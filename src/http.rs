//! Transport primitives for token and business requests.
//!
//! [`HttpTransport`] is the client's only dependency on an HTTP stack. Requests and responses
//! are plain crate-owned structs so custom transports (and scripted test transports) never
//! depend on reqwest types.

// self
use crate::{_prelude::*, error::TransportError};

/// HTTP verbs used by the client.
#[derive(Clone, Copy, Debug, PartialEq, Eq, Hash)]
pub enum HttpMethod {
	/// `GET`
	Get,
	/// `POST`
	Post,
	/// `PUT`
	Put,
	/// `PATCH`
	Patch,
	/// `DELETE`
	Delete,
}
impl HttpMethod {
	/// Returns the canonical method name.
	pub const fn as_str(self) -> &'static str {
		match self {
			HttpMethod::Get => "GET",
			HttpMethod::Post => "POST",
			HttpMethod::Put => "PUT",
			HttpMethod::Patch => "PATCH",
			HttpMethod::Delete => "DELETE",
		}
	}
}
impl Display for HttpMethod {
	fn fmt(&self, f: &mut Formatter) -> FmtResult {
		f.write_str(self.as_str())
	}
}

/// Fully built outbound request.
#[derive(Clone, PartialEq, Eq)]
pub struct ApiRequest {
	/// HTTP verb.
	pub method: HttpMethod,
	/// Absolute target URL.
	pub url: Url,
	/// Header pairs in insertion order.
	pub headers: Vec<(String, String)>,
	/// JSON body, if any.
	pub body: Option<Vec<u8>>,
}
impl ApiRequest {
	/// Returns the first header value matching `name` case-insensitively.
	pub fn header(&self, name: &str) -> Option<&str> {
		self.headers
			.iter()
			.find(|(key, _)| key.eq_ignore_ascii_case(name))
			.map(|(_, value)| value.as_str())
	}
}
impl Debug for ApiRequest {
	fn fmt(&self, f: &mut Formatter) -> FmtResult {
		let headers = self
			.headers
			.iter()
			.map(|(key, value)| {
				if key.eq_ignore_ascii_case("authorization") {
					(key.as_str(), "<redacted>")
				} else {
					(key.as_str(), value.as_str())
				}
			})
			.collect::<Vec<_>>();

		f.debug_struct("ApiRequest")
			.field("method", &self.method)
			.field("url", &self.url.as_str())
			.field("headers", &headers)
			.field("body_len", &self.body.as_ref().map(Vec::len))
			.finish()
	}
}

/// Raw response handed back by a transport.
#[derive(Clone, Debug, Default, PartialEq, Eq)]
pub struct ApiResponse {
	/// HTTP status code.
	pub status: u16,
	/// Raw body bytes.
	pub body: Vec<u8>,
}
impl ApiResponse {
	/// Builds a response from a status and a body.
	pub fn new(status: u16, body: impl Into<Vec<u8>>) -> Self {
		Self { status, body: body.into() }
	}

	/// Returns `true` for 2xx statuses.
	pub fn is_success(&self) -> bool {
		(200..300).contains(&self.status)
	}
}

/// Boxed future returned by [`HttpTransport::send`].
pub type TransportFuture<'a> =
	Pin<Box<dyn Future<Output = Result<ApiResponse, TransportError>> + 'a + Send>>;

/// Abstraction over HTTP stacks able to execute one request.
///
/// Implementations must be `Send + Sync + 'static` so a single transport can be shared by the
/// foreground dispatcher and the background refresh task. Any response that arrives (including
/// 4xx/5xx) is `Ok`; only failures to obtain a response are errors.
pub trait HttpTransport
where
	Self: 'static + Send + Sync,
{
	/// Sends `request` and returns the raw response.
	fn send(&self, request: ApiRequest) -> TransportFuture<'_>;
}

/// Thin wrapper around [`ReqwestClient`] with a cookie store, so cookies set by the service
/// travel with every later request.
#[cfg(feature = "reqwest")]
#[derive(Clone, Debug)]
pub struct ReqwestTransport(pub ReqwestClient);
#[cfg(feature = "reqwest")]
impl ReqwestTransport {
	/// Builds the default transport.
	pub fn new() -> Result<Self, crate::error::ConfigError> {
		let client = ReqwestClient::builder().cookie_store(true).build()?;

		Ok(Self(client))
	}

	/// Wraps an existing reqwest [`ReqwestClient`].
	pub fn with_client(client: ReqwestClient) -> Self {
		Self(client)
	}

	fn method(method: HttpMethod) -> reqwest::Method {
		match method {
			HttpMethod::Get => reqwest::Method::GET,
			HttpMethod::Post => reqwest::Method::POST,
			HttpMethod::Put => reqwest::Method::PUT,
			HttpMethod::Patch => reqwest::Method::PATCH,
			HttpMethod::Delete => reqwest::Method::DELETE,
		}
	}
}
#[cfg(feature = "reqwest")]
impl AsRef<ReqwestClient> for ReqwestTransport {
	fn as_ref(&self) -> &ReqwestClient {
		&self.0
	}
}
#[cfg(feature = "reqwest")]
impl HttpTransport for ReqwestTransport {
	fn send(&self, request: ApiRequest) -> TransportFuture<'_> {
		let client = self.0.clone();

		Box::pin(async move {
			let mut builder = client.request(Self::method(request.method), request.url);

			for (key, value) in &request.headers {
				builder = builder.header(key.as_str(), value.as_str());
			}
			if let Some(body) = request.body {
				builder = builder.body(body);
			}

			let response = builder.send().await?;
			let status = response.status().as_u16();
			let body = response.bytes().await?.to_vec();

			Ok(ApiResponse { status, body })
		})
	}
}

#[cfg(test)]
mod tests {
	// self
	use super::*;

	#[test]
	fn header_lookup_ignores_case() {
		let request = ApiRequest {
			method: HttpMethod::Get,
			url: Url::parse("https://growth.example/api/users/me")
				.expect("Fixture URL should parse."),
			headers: vec![("Content-Type".into(), "application/json".into())],
			body: None,
		};

		assert_eq!(request.header("content-type"), Some("application/json"));
		assert_eq!(request.header("authorization"), None);
	}

	#[test]
	fn debug_redacts_authorization() {
		let request = ApiRequest {
			method: HttpMethod::Post,
			url: Url::parse("https://growth.example/api/credits/earn")
				.expect("Fixture URL should parse."),
			headers: vec![("Authorization".into(), "Bearer sk_live".into())],
			body: Some(b"{}".to_vec()),
		};
		let rendered = format!("{request:?}");

		assert!(!rendered.contains("sk_live"));
		assert!(rendered.contains("<redacted>"));
	}
}
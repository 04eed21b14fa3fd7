//! Client-level error types shared across the token machine, dispatcher, and stores.

// self
use crate::{
	_prelude::*,
	envelope::{Envelope, FailureCode},
};

/// Client-wide result type alias returning [`Error`] by default.
pub type Result<T, E = Error> = std::result::Result<T, E>;

type BoxError = Box<dyn std::error::Error + Send + Sync>;

/// Canonical client error exposed by internal layers.
///
/// Public business operations never return this type directly; it is downgraded to an
/// [`Envelope`] through [`Error::into_envelope`] at the client boundary.
#[derive(Debug, ThisError)]
pub enum Error {
	/// Storage-layer failure.
	#[error("{0}")]
	Storage(
		#[from]
		#[source]
		crate::store::StoreError,
	),
	/// Local configuration problem.
	#[error(transparent)]
	Config(#[from] ConfigError),
	/// Temporary upstream failure; retry with backoff.
	#[error(transparent)]
	Transient(#[from] TransientError),
	/// Transport failure (DNS, TCP, TLS, timeouts).
	#[error(transparent)]
	Transport(#[from] TransportError),
	/// Token could not be obtained or a 401 recurred during recovery.
	#[error(transparent)]
	Auth(#[from] AuthError),

	/// Server-reported rejection; never retried.
	#[error("{message}")]
	Business {
		/// HTTP status code, when the rejection came with a non-2xx response.
		status: Option<u16>,
		/// Server-provided text, forwarded verbatim.
		message: String,
	},
}
impl Error {
	/// Builds a business rejection from server-provided text.
	pub fn business(status: Option<u16>, message: impl Into<String>) -> Self {
		Self::Business { status, message: message.into() }
	}

	/// Returns a stable identifier for the error class.
	pub const fn code(&self) -> &'static str {
		match self {
			Self::Storage(_) => "storage_error",
			Self::Config(_) => "config_error",
			Self::Transient(_) | Self::Transport(_) => "network_error",
			Self::Auth(_) => "auth_error",
			Self::Business { .. } => "business_error",
		}
	}

	/// Returns `true` when a request-level retry may succeed.
	pub fn is_retryable(&self) -> bool {
		match self {
			Self::Transient(_) | Self::Transport(_) => true,
			Self::Auth(e) => e.is_retryable(),
			Self::Storage(_) | Self::Config(_) | Self::Business { .. } => false,
		}
	}

	/// Downgrades the error to a failure envelope for callers.
	///
	/// Business text travels intact; transport and auth details are replaced by fixed
	/// messages so callers only branch on [`FailureCode`] values.
	pub fn into_envelope<T>(self) -> Envelope<T> {
		match self {
			Self::Business { message, .. } => Envelope::failure(message.clone(), message),
			Self::Auth(_) => Envelope::from_code(FailureCode::AuthFailed),
			Self::Transient(_) | Self::Transport(_) =>
				Envelope::from_code(FailureCode::TemporarilyUnavailable),
			Self::Config(e) => Envelope::failure(FailureCode::ConfigError.as_str(), e.to_string()),
			Self::Storage(e) =>
				Envelope::failure(FailureCode::StorageError.as_str(), e.to_string()),
		}
	}
}

/// Configuration and validation failures raised while building a client.
#[derive(Debug, ThisError)]
pub enum ConfigError {
	/// HTTP client could not be constructed.
	#[error("HTTP client could not be constructed.")]
	HttpClientBuild {
		/// Underlying transport builder failure.
		#[source]
		source: BoxError,
	},
	/// Base URL cannot be parsed.
	#[error("Base URL is invalid.")]
	InvalidBaseUrl {
		/// Underlying parsing failure.
		#[source]
		source: url::ParseError,
	},
	/// Base URL uses a scheme other than HTTP(S).
	#[error("Base URL must use http or https, got `{scheme}`.")]
	UnsupportedScheme {
		/// Scheme that was rejected.
		scheme: String,
	},
	/// Request path cannot be joined onto the base URL.
	#[error("Request path `{path}` is invalid.")]
	InvalidPath {
		/// Offending path.
		path: String,
		/// Underlying parsing failure.
		#[source]
		source: url::ParseError,
	},
	/// Request body could not be serialized.
	#[error("Request body could not be encoded as JSON.")]
	RequestEncode(#[source] serde_json::Error),
	/// Proactive refresh ratio is outside `(0, 1]`.
	#[error("Refresh ratio must be within (0, 1], got {ratio}.")]
	InvalidRefreshRatio {
		/// Ratio that was rejected.
		ratio: f64,
	},
	/// Retry policy allows no attempt at all.
	#[error("Retry policy must allow at least one attempt.")]
	ZeroRetryAttempts,
	/// Token acquisition ceiling was set to zero.
	#[error("Token acquisition ceiling must be at least one attempt when set.")]
	ZeroTokenAttempts,
	/// Fingerprint header name is empty.
	#[error("Fingerprint header name must not be empty.")]
	EmptyFingerprintHeader,
	/// Storage key is empty.
	#[error("Storage key must not be empty.")]
	EmptyStorageKey,
	/// No transport was supplied and the default one is compiled out.
	#[error("An HTTP transport must be supplied when the `reqwest` feature is disabled.")]
	MissingTransport,
}
impl ConfigError {
	/// Wraps a transport's builder failure inside [`ConfigError`].
	pub fn http_client_build(src: impl 'static + Send + Sync + std::error::Error) -> Self {
		Self::HttpClientBuild { source: Box::new(src) }
	}
}
#[cfg(feature = "reqwest")]
impl From<ReqwestError> for ConfigError {
	fn from(e: ReqwestError) -> Self {
		Self::http_client_build(e)
	}
}

/// Temporary failure variants (safe to retry).
#[derive(Debug, ThisError)]
pub enum TransientError {
	/// Token endpoint answered with something other than a usable token.
	#[error("Token endpoint returned an unexpected response: {message}.")]
	TokenEndpoint {
		/// Server- or client-supplied message summarizing the failure.
		message: String,
		/// HTTP status code, when available.
		status: Option<u16>,
	},
	/// Response body could not be decoded.
	#[error("Response body is malformed JSON.")]
	Decode {
		/// Structured parsing failure naming the offending path.
		#[source]
		source: serde_path_to_error::Error<serde_json::error::Error>,
		/// HTTP status code, when available.
		status: Option<u16>,
	},
}

/// Transport-level failures (network, IO).
#[derive(Debug, ThisError)]
pub enum TransportError {
	/// Underlying HTTP client reported a network failure.
	#[error("Failed to fetch: {source}")]
	Network {
		/// Transport-specific network error.
		#[source]
		source: BoxError,
	},
	/// Underlying IO failure surfaced during transport.
	#[error("I/O error occurred while sending the request.")]
	Io(#[from] std::io::Error),
}
impl TransportError {
	/// Wraps a transport-specific network error.
	pub fn network(src: impl 'static + Send + Sync + std::error::Error) -> Self {
		Self::Network { source: Box::new(src) }
	}
}
#[cfg(feature = "reqwest")]
impl From<ReqwestError> for TransportError {
	fn from(e: ReqwestError) -> Self {
		Self::network(e)
	}
}

/// Authentication failures surfaced to callers with a fixed envelope.
#[derive(Clone, Debug, PartialEq, Eq, ThisError)]
pub enum AuthError {
	/// The configured attempt ceiling was reached without obtaining a token.
	#[error("Token acquisition failed after {attempts} attempts.")]
	TokenUnavailable {
		/// Number of consecutive failed attempts.
		attempts: u32,
	},
	/// A 401 arrived while the request was already replaying after re-authentication.
	#[error("Request was rejected as unauthorized after re-authentication.")]
	Unauthorized,
	/// Token acquisition was cancelled by client teardown.
	#[error("Token acquisition was cancelled by client shutdown.")]
	Cancelled,
	/// A backoff was required but no Tokio runtime drives timers on this thread.
	#[error("Token acquisition needs a Tokio runtime to back off between attempts.")]
	RuntimeUnavailable,
}
impl AuthError {
	/// Only an exhausted token acquisition may succeed on a later request attempt.
	pub const fn is_retryable(&self) -> bool {
		matches!(self, Self::TokenUnavailable { .. })
	}
}

#[cfg(test)]
mod tests {
	// self
	use super::*;
	use crate::store::StoreError;

	#[test]
	fn store_error_converts_into_client_error_with_source() {
		let store_error = StoreError::Backend { message: "disk unavailable".into() };
		let client_error: Error = store_error.clone().into();

		assert!(matches!(client_error, Error::Storage(_)));
		assert!(client_error.to_string().contains("disk unavailable"));

		let source = StdError::source(&client_error)
			.expect("Client error should expose the original store error as its source.");

		assert_eq!(source.to_string(), store_error.to_string());
	}

	#[test]
	fn codes_are_stable_per_class() {
		let network: Error = TransportError::Io(std::io::Error::other("reset")).into();
		let auth: Error = AuthError::Unauthorized.into();
		let business = Error::business(Some(402), "insufficient credits");

		assert_eq!(network.code(), "network_error");
		assert_eq!(auth.code(), "auth_error");
		assert_eq!(business.code(), "business_error");
	}

	#[test]
	fn retryability_separates_transport_from_business() {
		let network: Error = TransportError::Io(std::io::Error::other("reset")).into();
		let exhausted: Error = AuthError::TokenUnavailable { attempts: 3 }.into();
		let unauthorized: Error = AuthError::Unauthorized.into();

		assert!(network.is_retryable());
		assert!(exhausted.is_retryable());
		assert!(!unauthorized.is_retryable());
		assert!(!Error::business(None, "invalid input").is_retryable());
	}

	#[test]
	fn envelopes_keep_business_text_and_hide_transport_detail() {
		let business: Envelope = Error::business(Some(400), "insufficient credits").into_envelope();

		assert!(!business.success);
		assert_eq!(business.failure_text(), Some("insufficient credits"));

		let network: Envelope =
			Error::from(TransportError::Io(std::io::Error::other("connection reset by peer")))
				.into_envelope();

		assert_eq!(network.failure_code(), Some(FailureCode::TemporarilyUnavailable));
		assert!(!network.failure_text().unwrap_or_default().contains("reset"));

		let auth: Envelope = Error::from(AuthError::Unauthorized).into_envelope();

		assert_eq!(auth.failure_code(), Some(FailureCode::AuthFailed));
	}
}
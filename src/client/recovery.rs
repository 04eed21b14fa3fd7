//! Per-request unauthorized recovery state machine.
//!
//! Each dispatched request owns one [`Recovery`]. A 401 in public-key mode moves it to
//! [`RecoveryState::Recovering`]; a successful reacquisition moves it to
//! [`RecoveryState::Replaying`]. A 401 seen while the re-auth flag is still set is surfaced.

/// Phase of one request's recovery cycle.
#[derive(Clone, Copy, Debug, PartialEq, Eq)]
pub enum RecoveryState {
	/// No request in flight.
	Idle,
	/// Original request sent.
	Dispatching,
	/// Token cleared; reacquisition running.
	Recovering,
	/// Original request re-sent once with the new token.
	Replaying,
}

/// What the dispatcher should do after a 401.
#[derive(Clone, Copy, Debug, PartialEq, Eq)]
pub enum RecoveryStep {
	/// Clear the token, reacquire, and replay.
	Recover,
	/// Surface the 401 to the caller.
	Surface,
}

/// Loop-guarded recovery cycle of a single outer request.
#[derive(Clone, Debug, PartialEq, Eq)]
pub struct Recovery {
	state: RecoveryState,
	reauth_in_flight: bool,
}
impl Recovery {
	/// Starts a cycle for a freshly dispatched request.
	pub fn new() -> Self {
		Self { state: RecoveryState::Dispatching, reauth_in_flight: false }
	}

	/// Current phase.
	pub fn state(&self) -> RecoveryState {
		self.state
	}

	/// Returns `true` while a recovery cycle is running for this request.
	pub fn reauth_in_flight(&self) -> bool {
		self.reauth_in_flight
	}

	/// Handles a 401 received in public-key mode.
	pub fn on_unauthorized(&mut self) -> RecoveryStep {
		if self.reauth_in_flight {
			self.finish();

			return RecoveryStep::Surface;
		}

		self.reauth_in_flight = true;
		self.state = RecoveryState::Recovering;

		RecoveryStep::Recover
	}

	/// Records a successful reacquisition; the next send is the single replay.
	pub fn on_reacquired(&mut self) {
		self.state = RecoveryState::Replaying;
	}

	/// Ends the cycle whatever its outcome.
	pub fn finish(&mut self) {
		self.reauth_in_flight = false;
		self.state = RecoveryState::Idle;
	}
}
impl Default for Recovery {
	fn default() -> Self {
		Self::new()
	}
}
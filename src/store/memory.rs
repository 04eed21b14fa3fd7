//! Process-local [`StorageBackend`] for tests and short-lived tools.

// self
use crate::{
	_prelude::*,
	store::{StorageBackend, StoreError, StoreFuture},
};

type EntryMap = Arc<RwLock<HashMap<String, String>>>;

/// Thread-safe storage backend that keeps entries in-process.
///
/// Clones share the same map, mirroring one storage area shared by several clients.
#[derive(Clone, Debug, Default)]
pub struct MemoryStorage(EntryMap);
impl MemoryStorage {
	/// Returns a copy of every entry currently stored.
	pub fn snapshot(&self) -> HashMap<String, String> {
		self.0.read().clone()
	}

	fn get_now(map: EntryMap, key: &str) -> Result<Option<String>, StoreError> {
		Ok(map.read().get(key).cloned())
	}

	fn set_now(map: EntryMap, key: &str, value: String) -> Result<(), StoreError> {
		map.write().insert(key.to_owned(), value);

		Ok(())
	}

	fn remove_now(map: EntryMap, key: &str) -> Result<(), StoreError> {
		map.write().remove(key);

		Ok(())
	}
}
impl StorageBackend for MemoryStorage {
	fn get<'a>(&'a self, key: &'a str) -> StoreFuture<'a, Option<String>> {
		let map = self.0.clone();

		Box::pin(async move { Self::get_now(map, key) })
	}

	fn set<'a>(&'a self, key: &'a str, value: String) -> StoreFuture<'a, ()> {
		let map = self.0.clone();

		Box::pin(async move { Self::set_now(map, key, value) })
	}

	fn remove<'a>(&'a self, key: &'a str) -> StoreFuture<'a, ()> {
		let map = self.0.clone();

		Box::pin(async move { Self::remove_now(map, key) })
	}
}
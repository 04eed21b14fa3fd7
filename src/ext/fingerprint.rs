//! Fingerprint provider contract.

// crates.io
use async_lock::OnceCell;
// self
use crate::_prelude::*;

/// Boxed future returned by [`FingerprintProvider::fingerprint`].
pub type FingerprintFuture<'a> = Pin<Box<dyn Future<Output = Option<String>> + 'a + Send>>;

/// Supplies an opaque, stable identifier for the end-user's device.
///
/// Returning `None` means no fingerprint is available; the client then omits it.
pub trait FingerprintProvider
where
	Self: Send + Sync,
{
	/// Produces the fingerprint. The client calls this at most once per instance.
	fn fingerprint(&self) -> FingerprintFuture<'_>;
}

/// Provider returning a fixed value.
#[derive(Clone, Debug, PartialEq, Eq)]
pub struct StaticFingerprint(pub String);
impl StaticFingerprint {
	/// Wraps a fixed fingerprint.
	pub fn new(value: impl Into<String>) -> Self {
		Self(value.into())
	}
}
impl FingerprintProvider for StaticFingerprint {
	fn fingerprint(&self) -> FingerprintFuture<'_> {
		let value = self.0.clone();

		Box::pin(async move { Some(value) })
	}
}

/// Per-client fingerprint cache: the provider runs at most once per instance.
#[derive(Default)]
pub struct CachedFingerprint {
	provider: Option<Arc<dyn FingerprintProvider>>,
	cell: OnceCell<Option<String>>,
}
impl CachedFingerprint {
	/// Wraps an optional provider; `None` means the client never sends a fingerprint.
	pub fn new(provider: Option<Arc<dyn FingerprintProvider>>) -> Self {
		Self { provider, cell: OnceCell::new() }
	}

	/// Returns the cached fingerprint, computing it on first use.
	pub async fn get(&self) -> Option<String> {
		self.cell
			.get_or_init(|| async {
				match &self.provider {
					Some(provider) => provider.fingerprint().await.filter(|value| !value.is_empty()),
					None => None,
				}
			})
			.await
			.clone()
	}
}
impl Debug for CachedFingerprint {
	fn fmt(&self, f: &mut Formatter) -> FmtResult {
		f.debug_struct("CachedFingerprint")
			.field("has_provider", &self.provider.is_some())
			.field("resolved", &self.cell.is_initialized())
			.finish()
	}
}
____
■ Task description:
If a line of the data above contains "reported", copy it out.

■ Task answer:
	/// Server-reported rejection; never retried.
	/// Underlying HTTP client reported a network failure.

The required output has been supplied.